*** Given records

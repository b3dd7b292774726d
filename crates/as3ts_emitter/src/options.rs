use std::fmt;
use std::sync::Arc;

use indexmap::IndexMap;

use as3ts_options::ConverterConfig;

use crate::extension::{Extension, TableExtension};
use crate::tables::BuiltinTables;

/// Options for a single emission.
#[derive(Clone)]
pub struct EmitterOptions {
    pub line_separator: String,
    /// Wrap packages in `namespace` blocks instead of emitting flat modules.
    pub use_namespaces: bool,
    /// Type names declared by each dotted namespace, used to expand wildcard imports.
    pub namespace_definitions: IndexMap<String, Vec<String>>,
    /// Consulted in order, before the core.
    pub extensions: Vec<Arc<dyn Extension>>,
    pub tables: BuiltinTables,
}

impl Default for EmitterOptions {
    fn default() -> Self {
        Self {
            line_separator: "\n".to_string(),
            use_namespaces: false,
            namespace_definitions: IndexMap::new(),
            extensions: Vec::new(),
            tables: BuiltinTables::new(),
        }
    }
}

impl EmitterOptions {
    /// Options described by a configuration file.
    ///
    /// Type, identifier and import tables become a [`TableExtension`] placed
    /// ahead of any extensions added later.
    pub fn from_config(config: &ConverterConfig) -> Result<Self, regex::Error> {
        let mut options = Self {
            line_separator: config.line_separator().as_str().to_string(),
            use_namespaces: config.use_namespaces(),
            namespace_definitions: config.namespace_definitions.clone().unwrap_or_default(),
            ..Self::default()
        };
        let tables = TableExtension::from_config(config)?;
        if !tables.is_empty() {
            options.extensions.push(Arc::new(tables));
        }
        Ok(options)
    }

    pub fn with_extension(mut self, extension: impl Extension + 'static) -> Self {
        self.extensions.push(Arc::new(extension));
        self
    }
}

impl fmt::Debug for EmitterOptions {
    fn fmt(&self, f: &mut fmt::Formatter<'_>) -> fmt::Result {
        f.debug_struct("EmitterOptions")
            .field("line_separator", &self.line_separator)
            .field("use_namespaces", &self.use_namespaces)
            .field("namespace_definitions", &self.namespace_definitions)
            .field(
                "extensions",
                &self.extensions.iter().map(|e| e.name()).collect::<Vec<_>>(),
            )
            .finish()
    }
}
//! as3ts_core: Core utilities shared by every stage of the converter.
//!
//! Provides source positions, the line map used for error reporting and
//! the hash collections used throughout the pipeline.

pub mod collections;
pub mod text;

// Re-export commonly used types
pub use collections::{FxHashSet, FxMap, OrderedSet};
pub use text::{LineMap, TextRange};
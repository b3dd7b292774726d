//! as3ts_compiler: Conversion orchestration.
//!
//! Runs parse -> emit -> post-process for one file, and converts batches of
//! files in parallel. A failure in one file never affects the others.

use std::path::{Path, PathBuf};

use as3ts_diagnostics::{ConvertError, Diagnostic, DiagnosticCategory};
use as3ts_emitter::{emit_file, EmitterOptions};
use rayon::prelude::*;
use tracing::debug;

/// An input file held in memory.
#[derive(Debug, Clone, PartialEq, Eq)]
pub struct SourceFile {
    pub file_name: String,
    pub text: String,
}

impl SourceFile {
    pub fn new(file_name: impl Into<String>, text: impl Into<String>) -> Self {
        Self {
            file_name: file_name.into(),
            text: text.into(),
        }
    }

    /// Read a file from disk.
    pub fn load(path: impl AsRef<Path>) -> Result<Self, std::io::Error> {
        let path = path.as_ref();
        let text = std::fs::read_to_string(path)?;
        Ok(Self::new(path.to_string_lossy(), text))
    }
}

/// The converted text of one file plus its warnings.
#[derive(Debug, Clone)]
pub struct ConvertOutput {
    pub file_name: String,
    pub text: String,
    pub diagnostics: Vec<Diagnostic>,
}

impl ConvertOutput {
    pub fn warning_count(&self) -> usize {
        self.diagnostics
            .iter()
            .filter(|d| d.category == DiagnosticCategory::Warning)
            .count()
    }
}

/// Result of converting one file in a batch.
#[derive(Debug)]
pub struct FileOutcome {
    pub file_name: String,
    pub result: Result<ConvertOutput, ConvertError>,
}

impl FileOutcome {
    pub fn is_ok(&self) -> bool {
        self.result.is_ok()
    }
}

/// Converts files with one immutable set of options.
#[derive(Debug, Default)]
pub struct Converter {
    options: EmitterOptions,
}

impl Converter {
    pub fn new(options: EmitterOptions) -> Self {
        Self { options }
    }

    pub fn options(&self) -> &EmitterOptions {
        &self.options
    }

    /// Convert a single file.
    pub fn convert(&self, file_name: &str, source: &str) -> Result<ConvertOutput, ConvertError> {
        let ast = as3ts_parser::parse(file_name, source)?;
        debug!(file = file_name, "emitting");
        let emitted = emit_file(file_name, &ast, source, &self.options)?;

        let mut text = emitted.text;
        for extension in &self.options.extensions {
            text = extension.post_process(&self.options, text);
        }
        Ok(ConvertOutput {
            file_name: file_name.to_string(),
            text,
            diagnostics: emitted.diagnostics,
        })
    }

    /// Convert every file in parallel; outcomes keep the input order.
    pub fn convert_batch(&self, files: &[SourceFile]) -> Vec<FileOutcome> {
        debug!(files = files.len(), "converting batch");
        files
            .par_iter()
            .map(|file| {
                let result = self.convert(&file.file_name, &file.text);
                if let Err(error) = &result {
                    debug!(file = %file.file_name, %error, "conversion failed");
                }
                FileOutcome {
                    file_name: file.file_name.clone(),
                    result,
                }
            })
            .collect()
    }
}

/// Where the converted form of `source` goes: same stem, new extension,
/// in `out_dir` when given and next to the source otherwise.
pub fn output_path(source: &Path, out_dir: Option<&Path>, extension: &str) -> PathBuf {
    let stem = source.file_stem().unwrap_or_default();
    let base_dir = match out_dir {
        Some(dir) => dir.to_path_buf(),
        None => source.parent().unwrap_or_else(|| Path::new(".")).to_path_buf(),
    };
    base_dir.join(format!("{}.{}", stem.to_string_lossy(), extension.trim_start_matches('.')))
}

#[cfg(test)]
mod tests {
    use super::*;

    #[test]
    fn test_output_path() {
        assert_eq!(
            output_path(Path::new("src/game/Player.as"), None, "ts"),
            PathBuf::from("src/game/Player.ts")
        );
        assert_eq!(
            output_path(Path::new("src/game/Player.as"), Some(Path::new("out")), ".ts"),
            PathBuf::from("out/Player.ts")
        );
        assert_eq!(output_path(Path::new("Main.as"), None, "ts"), PathBuf::from("Main.ts"));
    }
}
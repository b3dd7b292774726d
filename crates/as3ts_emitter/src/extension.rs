//! Pluggable emitter extensions.
//!
//! An extension can take over the emission of any node, contribute type,
//! identifier and import remappings consulted before the built-in tables,
//! and rewrite the final text of each file.

use as3ts_ast::NodeId;
use as3ts_core::FxMap;
use as3ts_diagnostics::ConvertError;
use as3ts_options::ConverterConfig;
use regex::Regex;

use crate::emitter::Emitter;
use crate::options::EmitterOptions;

pub trait Extension: Send + Sync {
    fn name(&self) -> &str;

    /// Emit `node` in place of the core. Return `Ok(true)` when handled.
    fn visit(&self, _emitter: &mut Emitter<'_>, _node: NodeId) -> Result<bool, ConvertError> {
        Ok(false)
    }

    fn remap_type(&self, _name: &str) -> Option<String> {
        None
    }

    fn remap_identifier(&self, _name: &str) -> Option<String> {
        None
    }

    /// Rewrite a dotted import path before it is resolved.
    fn rewrite_import(&self, _path: &str) -> Option<String> {
        None
    }

    /// Final pass over the emitted text of one file.
    fn post_process(&self, _options: &EmitterOptions, text: String) -> String {
        text
    }
}

/// Remapping tables loaded from the configuration file.
#[derive(Debug, Clone, Default)]
pub struct TableExtension {
    type_map: FxMap<String, String>,
    identifier_map: FxMap<String, String>,
    import_rewrites: Vec<(Regex, String)>,
}

impl TableExtension {
    pub fn from_config(config: &ConverterConfig) -> Result<Self, regex::Error> {
        let collect = |map: &Option<indexmap::IndexMap<String, String>>| -> FxMap<String, String> {
            map.iter()
                .flatten()
                .map(|(k, v)| (k.clone(), v.clone()))
                .collect()
        };
        let import_rewrites = config
            .import_rewrites
            .iter()
            .flatten()
            .map(|rule| Ok((Regex::new(&rule.pattern)?, rule.replacement.clone())))
            .collect::<Result<Vec<_>, regex::Error>>()?;
        Ok(Self {
            type_map: collect(&config.type_map),
            identifier_map: collect(&config.identifier_map),
            import_rewrites,
        })
    }

    pub fn is_empty(&self) -> bool {
        self.type_map.is_empty() && self.identifier_map.is_empty() && self.import_rewrites.is_empty()
    }
}

impl Extension for TableExtension {
    fn name(&self) -> &str {
        "tables"
    }

    fn remap_type(&self, name: &str) -> Option<String> {
        self.type_map.get(name).cloned()
    }

    fn remap_identifier(&self, name: &str) -> Option<String> {
        self.identifier_map.get(name).cloned()
    }

    fn rewrite_import(&self, path: &str) -> Option<String> {
        let mut current = path.to_string();
        let mut changed = false;
        for (pattern, replacement) in &self.import_rewrites {
            if pattern.is_match(&current) {
                current = pattern.replace_all(&current, replacement.as_str()).into_owned();
                changed = true;
            }
        }
        changed.then_some(current)
    }
}

#[cfg(test)]
mod tests {
    use super::*;
    use as3ts_options::parse_config;

    #[test]
    fn test_table_extension_from_config() {
        let config = parse_config(
            r#"{
                "typeMap": { "Point": "Vec2" },
                "identifierMap": { "getTimer": "performance.now" },
                "importRewrites": [{ "pattern": "^mx\\.controls\\.", "replacement": "ui.widgets." }]
            }"#,
        )
        .unwrap();
        let ext = TableExtension::from_config(&config).unwrap();
        assert_eq!(ext.remap_type("Point").as_deref(), Some("Vec2"));
        assert_eq!(ext.remap_identifier("getTimer").as_deref(), Some("performance.now"));
        assert_eq!(
            ext.rewrite_import("mx.controls.Button").as_deref(),
            Some("ui.widgets.Button")
        );
        assert_eq!(ext.rewrite_import("flash.events.Event"), None);
    }

    #[test]
    fn test_invalid_pattern_is_rejected() {
        let config = parse_config(r#"{ "importRewrites": [{ "pattern": "(", "replacement": "" }] }"#)
            .unwrap();
        assert!(TableExtension::from_config(&config).is_err());
    }
}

******

__The task__. For each line of the entries that holds the word "IndexMap", pull that line out.

__Solution to this exercise__.
use indexmap::IndexMap;
    pub namespace_definitions: IndexMap<String, Vec<String>>,
            namespace_definitions: IndexMap::new(),
        let collect = |map: &Option<indexmap::IndexMap<String, String>>| -> FxMap<String, String> {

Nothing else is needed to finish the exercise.